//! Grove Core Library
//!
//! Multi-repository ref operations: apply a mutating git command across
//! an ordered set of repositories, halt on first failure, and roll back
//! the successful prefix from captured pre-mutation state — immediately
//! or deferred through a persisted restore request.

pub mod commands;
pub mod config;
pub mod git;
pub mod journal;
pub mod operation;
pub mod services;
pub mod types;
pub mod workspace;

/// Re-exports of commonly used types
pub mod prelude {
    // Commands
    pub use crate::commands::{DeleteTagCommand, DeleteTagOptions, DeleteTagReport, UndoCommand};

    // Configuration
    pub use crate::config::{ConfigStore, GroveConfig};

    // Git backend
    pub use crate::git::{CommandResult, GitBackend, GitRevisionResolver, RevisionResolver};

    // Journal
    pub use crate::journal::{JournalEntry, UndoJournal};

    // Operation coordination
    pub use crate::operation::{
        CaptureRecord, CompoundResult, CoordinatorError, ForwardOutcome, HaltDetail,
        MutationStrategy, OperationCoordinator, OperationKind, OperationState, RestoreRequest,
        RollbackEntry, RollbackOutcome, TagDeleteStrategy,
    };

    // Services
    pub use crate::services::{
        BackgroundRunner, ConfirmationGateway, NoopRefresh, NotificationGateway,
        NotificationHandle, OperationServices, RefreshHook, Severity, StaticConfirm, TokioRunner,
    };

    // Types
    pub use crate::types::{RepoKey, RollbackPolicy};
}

==

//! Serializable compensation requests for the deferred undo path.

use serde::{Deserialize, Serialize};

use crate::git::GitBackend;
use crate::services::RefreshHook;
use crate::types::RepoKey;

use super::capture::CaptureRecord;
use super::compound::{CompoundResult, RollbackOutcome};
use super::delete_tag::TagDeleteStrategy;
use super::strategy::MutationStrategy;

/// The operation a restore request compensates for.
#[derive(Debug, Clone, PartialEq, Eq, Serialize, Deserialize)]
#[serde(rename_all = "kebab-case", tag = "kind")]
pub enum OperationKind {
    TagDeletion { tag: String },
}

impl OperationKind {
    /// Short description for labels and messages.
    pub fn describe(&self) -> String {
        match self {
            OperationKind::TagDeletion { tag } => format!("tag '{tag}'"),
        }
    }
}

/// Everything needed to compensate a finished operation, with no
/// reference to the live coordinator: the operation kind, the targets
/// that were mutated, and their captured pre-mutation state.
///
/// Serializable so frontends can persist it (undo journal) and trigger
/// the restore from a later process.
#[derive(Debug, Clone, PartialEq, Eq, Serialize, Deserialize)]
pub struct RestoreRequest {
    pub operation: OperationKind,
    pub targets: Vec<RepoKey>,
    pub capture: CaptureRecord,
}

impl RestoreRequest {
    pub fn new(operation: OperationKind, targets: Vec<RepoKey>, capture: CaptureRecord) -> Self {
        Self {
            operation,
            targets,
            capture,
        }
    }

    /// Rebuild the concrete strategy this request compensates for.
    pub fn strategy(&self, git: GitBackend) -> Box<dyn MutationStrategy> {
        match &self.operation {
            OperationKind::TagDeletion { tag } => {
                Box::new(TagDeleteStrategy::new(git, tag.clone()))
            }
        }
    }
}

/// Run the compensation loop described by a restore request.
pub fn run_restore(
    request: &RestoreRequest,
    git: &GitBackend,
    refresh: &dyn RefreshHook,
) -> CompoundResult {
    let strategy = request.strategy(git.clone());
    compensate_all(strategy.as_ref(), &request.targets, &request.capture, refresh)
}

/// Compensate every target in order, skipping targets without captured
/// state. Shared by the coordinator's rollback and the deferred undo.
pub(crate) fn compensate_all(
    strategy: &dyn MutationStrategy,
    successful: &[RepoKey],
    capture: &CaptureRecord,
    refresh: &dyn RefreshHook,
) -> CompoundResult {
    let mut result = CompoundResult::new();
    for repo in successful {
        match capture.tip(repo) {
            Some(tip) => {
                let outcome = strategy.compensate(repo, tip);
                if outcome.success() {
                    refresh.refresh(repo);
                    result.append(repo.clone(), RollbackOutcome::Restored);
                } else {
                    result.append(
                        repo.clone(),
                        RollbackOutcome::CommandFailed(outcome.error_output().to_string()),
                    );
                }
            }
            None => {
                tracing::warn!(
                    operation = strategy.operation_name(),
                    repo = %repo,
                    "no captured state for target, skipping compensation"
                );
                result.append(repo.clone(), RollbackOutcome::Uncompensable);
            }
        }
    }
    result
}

# PROBLEM TO SOLVE:
Lines above that have "from": copy each of them.

# TASK RESULT:
//! the successful prefix from captured pre-mutation state — immediately
/// the restore from a later process.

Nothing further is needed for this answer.